§ **EXERCISE**
Starting at the line below holding "reporter.finish();" and stopping at the line holding "y, w, h] if", print every line exactly, both ends included, and leave the rest out.

(Stored items)
= = = =
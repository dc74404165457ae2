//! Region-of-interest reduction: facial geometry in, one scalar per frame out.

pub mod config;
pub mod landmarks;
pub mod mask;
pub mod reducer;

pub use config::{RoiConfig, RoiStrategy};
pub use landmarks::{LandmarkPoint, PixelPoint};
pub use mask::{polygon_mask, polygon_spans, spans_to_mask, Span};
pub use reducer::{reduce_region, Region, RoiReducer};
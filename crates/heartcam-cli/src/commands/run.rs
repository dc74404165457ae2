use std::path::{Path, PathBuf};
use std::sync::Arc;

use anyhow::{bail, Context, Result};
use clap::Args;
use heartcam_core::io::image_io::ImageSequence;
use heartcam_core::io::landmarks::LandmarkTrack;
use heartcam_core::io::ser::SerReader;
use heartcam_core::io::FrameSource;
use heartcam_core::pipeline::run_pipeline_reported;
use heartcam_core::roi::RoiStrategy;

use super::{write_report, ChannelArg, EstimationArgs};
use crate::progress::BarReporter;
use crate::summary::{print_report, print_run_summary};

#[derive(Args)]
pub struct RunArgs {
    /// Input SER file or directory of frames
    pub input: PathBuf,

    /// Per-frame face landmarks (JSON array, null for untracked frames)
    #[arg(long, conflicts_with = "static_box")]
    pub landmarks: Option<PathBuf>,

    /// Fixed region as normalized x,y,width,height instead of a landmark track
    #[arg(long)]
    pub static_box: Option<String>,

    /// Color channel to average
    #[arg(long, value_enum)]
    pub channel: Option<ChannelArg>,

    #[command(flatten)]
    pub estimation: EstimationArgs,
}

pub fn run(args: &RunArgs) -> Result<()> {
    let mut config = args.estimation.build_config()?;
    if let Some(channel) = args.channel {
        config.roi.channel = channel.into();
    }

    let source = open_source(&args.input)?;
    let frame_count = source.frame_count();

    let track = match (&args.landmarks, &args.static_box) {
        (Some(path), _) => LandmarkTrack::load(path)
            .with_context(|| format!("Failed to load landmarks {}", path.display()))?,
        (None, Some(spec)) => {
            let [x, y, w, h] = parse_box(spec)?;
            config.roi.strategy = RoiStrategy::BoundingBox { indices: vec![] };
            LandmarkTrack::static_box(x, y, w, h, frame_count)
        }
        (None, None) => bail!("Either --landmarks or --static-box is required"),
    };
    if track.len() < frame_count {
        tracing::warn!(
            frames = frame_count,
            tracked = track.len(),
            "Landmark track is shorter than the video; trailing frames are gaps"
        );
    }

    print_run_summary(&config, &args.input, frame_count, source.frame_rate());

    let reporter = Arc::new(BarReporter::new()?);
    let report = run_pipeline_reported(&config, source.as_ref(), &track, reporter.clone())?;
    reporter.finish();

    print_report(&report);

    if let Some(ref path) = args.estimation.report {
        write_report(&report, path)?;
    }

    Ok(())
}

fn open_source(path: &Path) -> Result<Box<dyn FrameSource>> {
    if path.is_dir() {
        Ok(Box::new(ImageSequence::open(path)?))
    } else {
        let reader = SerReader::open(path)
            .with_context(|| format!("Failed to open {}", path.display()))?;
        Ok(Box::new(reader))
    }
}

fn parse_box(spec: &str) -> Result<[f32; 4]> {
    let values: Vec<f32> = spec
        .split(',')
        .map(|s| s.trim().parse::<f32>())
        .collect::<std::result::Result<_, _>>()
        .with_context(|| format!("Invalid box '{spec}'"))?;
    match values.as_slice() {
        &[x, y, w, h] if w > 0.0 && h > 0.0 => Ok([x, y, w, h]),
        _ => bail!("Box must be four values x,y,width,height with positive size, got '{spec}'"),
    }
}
= = = =
§ **TASK RESPONSE**
    reporter.finish();

    print_report(&report);

    if let Some(ref path) = args.estimation.report {
        write_report(&report, path)?;
    }

    Ok(())
}

fn open_source(path: &Path) -> Result<Box<dyn FrameSource>> {
    if path.is_dir() {
        Ok(Box::new(ImageSequence::open(path)?))
    } else {
        let reader = SerReader::open(path)
            .with_context(|| format!("Failed to open {}", path.display()))?;
        Ok(Box::new(reader))
    }
}

fn parse_box(spec: &str) -> Result<[f32; 4]> {
    let values: Vec<f32> = spec
        .split(',')
        .map(|s| s.trim().parse::<f32>())
        .collect::<std::result::Result<_, _>>()
        .with_context(|| format!("Invalid box '{spec}'"))?;
    match values.as_slice() {
        &[x, y, w, h] if w > 0.0 && h > 0.0 => Ok([x, y, w, h]),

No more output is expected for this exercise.